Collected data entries
______________________________

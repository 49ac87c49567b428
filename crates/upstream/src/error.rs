//! HTTP-facing error taxonomy for a tool call against a tenant's upstream.

use serde_json::Value;
use std::time::Duration;

#[derive(Debug, thiserror::Error)]
pub enum Error {
    #[error("request budget exhausted, retry after {retry_after:?}")]
    RateLimited { retry_after: Duration },

    #[error("upstream rejected the request: {status} {body}")]
    ValidationError { status: u16, body: Value },

    #[error("upstream returned {status}")]
    Upstream5xx { status: u16 },

    #[error("upstream rejected the refreshed token")]
    Unauthorized,

    #[error("transport error: {0}")]
    Transport(String),

    #[error(transparent)]
    Token(#[from] token::Error),
}

pub type Result<T> = std::result::Result<T, Error>;
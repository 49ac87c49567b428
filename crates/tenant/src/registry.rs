//! Read-mostly facade over the [`store::Store`]: decrypts credentials on
//! demand and caches the assembled view with a configurable TTL.

use std::collections::HashMap;
use std::sync::Arc;
use std::time::{Duration, Instant};

use store::{NewTenant, RateTier, Store, Tenant, TenantId, TenantStatus};
use tokio::sync::RwLock;
use url::Url;

use crate::error::{Error, Result};
use crate::scope::{WILDCARD_SCOPE, is_valid_scope};

const SCHEME_VERSION: u8 = 1;

/// An immutable, decrypted view of a tenant and its OAuth configuration.
/// Never logged and never handed to anything outside the process boundary.
#[derive(Clone)]
pub struct TenantWithConfig {
    pub tenant: Tenant,
    pub client_id: String,
    pub client_secret: String,
    pub refresh_token: String,
    pub scopes: Vec<String>,
    pub instance_url: String,
}

impl TenantWithConfig {
    pub fn id(&self) -> TenantId {
        self.tenant.id
    }

    pub fn allows_scope(&self, required: &str) -> bool {
        self.scopes.iter().any(|s| s == WILDCARD_SCOPE || s == required)
    }
}

/// Fields accepted by [`Registry::register`]. Credentials arrive in plaintext
/// here and are encrypted once, immediately, before anything touches the store.
pub struct RegisterRequest {
    pub name: String,
    pub region: String,
    pub tier: RateTier,
    pub metadata: HashMap<String, String>,
    pub client_id: String,
    pub client_secret: String,
    pub refresh_token: String,
    pub scopes: Vec<String>,
    pub instance_url: String,
}

struct CacheEntry {
    value: TenantWithConfig,
    inserted_at: Instant,
}

/// Tenant registry: the only component permitted to decrypt OAuth credentials.
pub struct Registry {
    store: Arc<dyn Store>,
    crypto: Arc<crypto::EncryptionService>,
    cache_ttl: Duration,
    cache: RwLock<HashMap<TenantId, CacheEntry>>,
    /// Region tag → token endpoint, used to validate an instance URL shares
    /// an origin with its region's endpoint at registration time.
    region_endpoints: HashMap<String, Url>,
}

impl Registry {
    pub fn new(
        store: Arc<dyn Store>,
        crypto: Arc<crypto::EncryptionService>,
        cache_ttl: Duration,
        region_endpoints: HashMap<String, Url>,
    ) -> Self {
        Self { store, crypto, cache_ttl, cache: RwLock::new(HashMap::new()), region_endpoints }
    }

    /// Registers a new tenant, encrypting its OAuth credentials and inserting
    /// tenant + oauth_config in one store transaction.
    pub async fn register(&self, request: RegisterRequest) -> Result<Tenant> {
        for scope in &request.scopes {
            if !is_valid_scope(scope) {
                return Err(Error::InvalidScopeFormat(scope.clone()));
            }
        }

        self.check_region_origin(&request.region, &request.instance_url)?;

        let client_id_enc = self.crypto.encrypt(&request.client_id, &request.name)?;
        let client_secret_enc = self.crypto.encrypt(&request.client_secret, &request.name)?;
        let refresh_token_enc = self.crypto.encrypt(&request.refresh_token, &request.name)?;

        let tenant = self
            .store
            .register_tenant(NewTenant {
                name: request.name,
                region: request.region,
                tier: request.tier,
                metadata: request.metadata,
                client_id_enc,
                client_secret_enc,
                refresh_token_enc,
                scopes: request.scopes,
                instance_url: request.instance_url,
                scheme_version: SCHEME_VERSION,
            })
            .await?;

        Ok(tenant)
    }

    /// Loads and decrypts a tenant's full configuration, consulting the cache first.
    pub async fn get_tenant(&self, id: TenantId) -> Result<TenantWithConfig> {
        if let Some(cached) = self.cache_lookup(id).await {
            return Ok(cached);
        }

        let tenant = self.store.find_tenant_by_id(id).await?.ok_or(Error::NotFound(id))?;
        let config = self.store.find_oauth_config(id).await?.ok_or(Error::NotFound(id))?;

        let assembled = TenantWithConfig {
            client_id: self
                .crypto
                .decrypt(&config.client_id_enc, &tenant.name)
                .map_err(|_| Error::DecryptError(id))?,
            client_secret: self
                .crypto
                .decrypt(&config.client_secret_enc, &tenant.name)
                .map_err(|_| Error::DecryptError(id))?,
            refresh_token: self
                .crypto
                .decrypt(&config.refresh_token_enc, &tenant.name)
                .map_err(|_| Error::DecryptError(id))?,
            scopes: config.scopes,
            instance_url: config.instance_url,
            tenant,
        };

        self.cache.write().await.insert(
            id,
            CacheEntry { value: assembled.clone(), inserted_at: Instant::now() },
        );

        Ok(assembled)
    }

    /// Case-insensitive lookup by tenant name, for the SSE handshake's
    /// first-time client-id binding.
    pub async fn find_by_name(&self, name: &str) -> Result<Option<Tenant>> {
        Ok(self.store.find_tenant_by_name(name).await?)
    }

    pub async fn update_status(&self, id: TenantId, status: TenantStatus) -> Result<()> {
        self.store.update_tenant_status(id, status).await?;
        self.cache.write().await.remove(&id);
        Ok(())
    }

    pub async fn update_tier(&self, id: TenantId, tier: RateTier) -> Result<()> {
        self.store.update_tenant_tier(id, tier).await?;
        self.cache.write().await.remove(&id);
        Ok(())
    }

    /// Returns `true` iff `required` is in the tenant's allowed scope set,
    /// or the admin wildcard scope is present.
    pub async fn validate_scope(&self, id: TenantId, required: &str) -> Result<bool> {
        let tenant = self.get_tenant(id).await?;
        Ok(tenant.allows_scope(required))
    }

    async fn cache_lookup(&self, id: TenantId) -> Option<TenantWithConfig> {
        let cache = self.cache.read().await;
        let entry = cache.get(&id)?;
        if entry.inserted_at.elapsed() < self.cache_ttl {
            Some(entry.value.clone())
        } else {
            None
        }
    }

    fn check_region_origin(&self, region: &str, instance_url: &str) -> Result<()> {
        let endpoint = self
            .region_endpoints
            .get(region)
            .ok_or_else(|| Error::UnknownRegion(region.to_string()))?;

        let instance =
            Url::parse(instance_url).map_err(|_| Error::RegionMismatch {
                region: region.to_string(),
                instance_url: instance_url.to_string(),
            })?;

        let same_origin = instance.scheme() == endpoint.scheme()
            && instance.host_str() == endpoint.host_str()
            && instance.port_or_known_default() == endpoint.port_or_known_default();

        if same_origin {
            Ok(())
        } else {
            Err(Error::RegionMismatch {
                region: region.to_string(),
                instance_url: instance_url.to_string(),
            })
        }
    }
}
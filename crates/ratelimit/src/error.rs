//! Rate-limit coordinator error types

use thiserror::Error;

#[derive(Error, Debug)]
pub enum Error {
    #[error(transparent)]
    Store(#[from] store::Error),
}

pub type Result<T> = std::result::Result<T, Error>;
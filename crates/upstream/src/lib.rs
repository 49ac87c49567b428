//! Upstream HTTP Client (C10): attaches a tenant's access token, enforces
//! the request budget, and retries exactly once on a 401.

mod client;
mod error;

pub use client::UpstreamClient;
pub use error::{Error, Result};

#[cfg(test)]
mod tests {
    use super::*;
    use context::TenantContext;
    use reqwest::Method;
    use serde_json::json;
    use std::collections::HashMap;
    use std::sync::Arc;
    use store::{InMemoryStore, RateTier, Store};
    use wiremock::matchers::{method, path};
    use wiremock::{Mock, MockServer, ResponseTemplate};

    async fn harness(mock: &MockServer) -> (UpstreamClient, TenantContext) {
        let store: Arc<dyn Store> = Arc::new(InMemoryStore::new());
        let crypto = Arc::new(crypto::EncryptionService::new([9u8; 32]));

        let mut regions = HashMap::new();
        regions.insert("us-east".to_string(), url::Url::parse(&mock.uri()).unwrap());
        let registry = Arc::new(tenant::Registry::new(
            store.clone(),
            crypto.clone(),
            std::time::Duration::from_secs(300),
            regions,
        ));

        let tenant = registry
            .register(tenant::RegisterRequest {
                name: "Acme".to_string(),
                region: "us-east".to_string(),
                tier: RateTier::Standard,
                metadata: HashMap::new(),
                client_id: "client-1".to_string(),
                client_secret: "secret-1".to_string(),
                refresh_token: "refresh-1".to_string(),
                scopes: vec!["itsm.incidents.READ".to_string()],
                instance_url: mock.uri(),
            })
            .await
            .unwrap();

        let mut region_endpoints = HashMap::new();
        region_endpoints.insert("us-east".to_string(), format!("{}/oauth/token", mock.uri()));

        let identity = Arc::new(token::HttpIdentityClient::new(reqwest::Client::new()));
        let refresh_gate = Arc::new(ratelimit::RefreshCoordinator::new(
            ratelimit::RefreshWindowConfig::default(),
            None,
        ));
        let config = token::ManagerConfig {
            safety_margin: token::DEFAULT_SAFETY_MARGIN,
            retry_policy: retry::Policy {
                strategy: retry::Strategy::Constant,
                initial_delay: std::time::Duration::from_millis(1),
                max_delay: std::time::Duration::from_millis(5),
                factor: 1.0,
                max_attempts: 2,
                jitter: false,
            },
            breaker_config: breaker::Config::default(),
            region_endpoints,
            instance_id: "test-instance".to_string(),
        };
        let tokens = Arc::new(token::TokenManager::new(
            store.clone(),
            crypto,
            registry,
            identity,
            refresh_gate,
            config,
        ));
        let budget = Arc::new(ratelimit::RequestBudget::new());
        let client = UpstreamClient::new(reqwest::Client::new(), tokens, budget);

        let ctx = TenantContext::new(
            tenant.id,
            "Acme",
            "us-east",
            mock.uri(),
            vec!["itsm.incidents.READ".to_string()],
            RateTier::Standard,
        );
        (client, ctx)
    }

    #[tokio::test]
    async fn successful_call_attaches_bearer_token_and_returns_json() {
        let mock = MockServer::start().await;
        Mock::given(method("POST"))
            .and(path("/oauth/token"))
            .respond_with(ResponseTemplate::new(200).set_body_json(json!({
                "access_token": "tok-abc",
                "refresh_token": "refresh-new",
                "expires_in": 3600
            })))
            .mount(&mock)
            .await;
        Mock::given(method("GET"))
            .and(path("/incidents/1"))
            .respond_with(ResponseTemplate::new(200).set_body_json(json!({"id": 1, "status": "open"})))
            .mount(&mock)
            .await;

        let (client, ctx) = harness(&mock).await;
        let result = client.call(&ctx, Method::GET, "/incidents/1", None).await.unwrap();
        assert_eq!(result["status"], "open");
    }

    #[tokio::test]
    async fn a_401_triggers_one_force_refresh_and_retry() {
        let mock = MockServer::start().await;
        Mock::given(method("POST"))
            .and(path("/oauth/token"))
            .respond_with(ResponseTemplate::new(200).set_body_json(json!({
                "access_token": "tok-first",
                "refresh_token": "refresh-1",
                "expires_in": 3600
            })))
            .up_to_n_times(1)
            .with_priority(1)
            .mount(&mock)
            .await;
        Mock::given(method("POST"))
            .and(path("/oauth/token"))
            .respond_with(ResponseTemplate::new(200).set_body_json(json!({
                "access_token": "tok-second",
                "refresh_token": "refresh-2",
                "expires_in": 3600
            })))
            .with_priority(2)
            .mount(&mock)
            .await;
        Mock::given(method("GET"))
            .and(path("/incidents/1"))
            .respond_with(ResponseTemplate::new(401))
            .up_to_n_times(1)
            .with_priority(1)
            .mount(&mock)
            .await;
        Mock::given(method("GET"))
            .and(path("/incidents/1"))
            .respond_with(ResponseTemplate::new(200).set_body_json(json!({"id": 1})))
            .with_priority(2)
            .mount(&mock)
            .await;

        let (client, ctx) = harness(&mock).await;
        let result = client.call(&ctx, Method::GET, "/incidents/1", None).await.unwrap();
        assert_eq!(result["id"], 1);
    }

    #[tokio::test]
    async fn validation_error_preserves_upstream_body() {
        let mock = MockServer::start().await;
        Mock::given(method("POST"))
            .and(path("/oauth/token"))
            .respond_with(ResponseTemplate::new(200).set_body_json(json!({
                "access_token": "tok-abc",
                "refresh_token": "refresh-new",
                "expires_in": 3600
            })))
            .mount(&mock)
            .await;
        Mock::given(method("POST"))
            .and(path("/incidents"))
            .respond_with(ResponseTemplate::new(422).set_body_json(json!({"field": "title", "message": "required"})))
            .mount(&mock)
            .await;

        let (client, ctx) = harness(&mock).await;
        let err = client
            .call(&ctx, Method::POST, "/incidents", Some(json!({})))
            .await
            .unwrap_err();
        match err {
            Error::ValidationError { status, body } => {
                assert_eq!(status, 422);
                assert_eq!(body["message"], "required");
            }
            other => panic!("expected validation error, got {other:?}"),
        }
    }

    #[tokio::test]
    async fn server_error_surfaces_as_upstream_5xx() {
        let mock = MockServer::start().await;
        Mock::given(method("POST"))
            .and(path("/oauth/token"))
            .respond_with(ResponseTemplate::new(200).set_body_json(json!({
                "access_token": "tok-abc",
                "refresh_token": "refresh-new",
                "expires_in": 3600
            })))
            .mount(&mock)
            .await;
        Mock::given(method("GET"))
            .and(path("/incidents/1"))
            .respond_with(ResponseTemplate::new(503))
            .mount(&mock)
            .await;

        let (client, ctx) = harness(&mock).await;
        let err = client.call(&ctx, Method::GET, "/incidents/1", None).await.unwrap_err();
        assert!(matches!(err, Error::Upstream5xx { status: 503 }));
    }
}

______________________________

* [About this task] The answer is to be a bare number, showing how many lines of the records contain "identity".

* [Result for this exercise] 2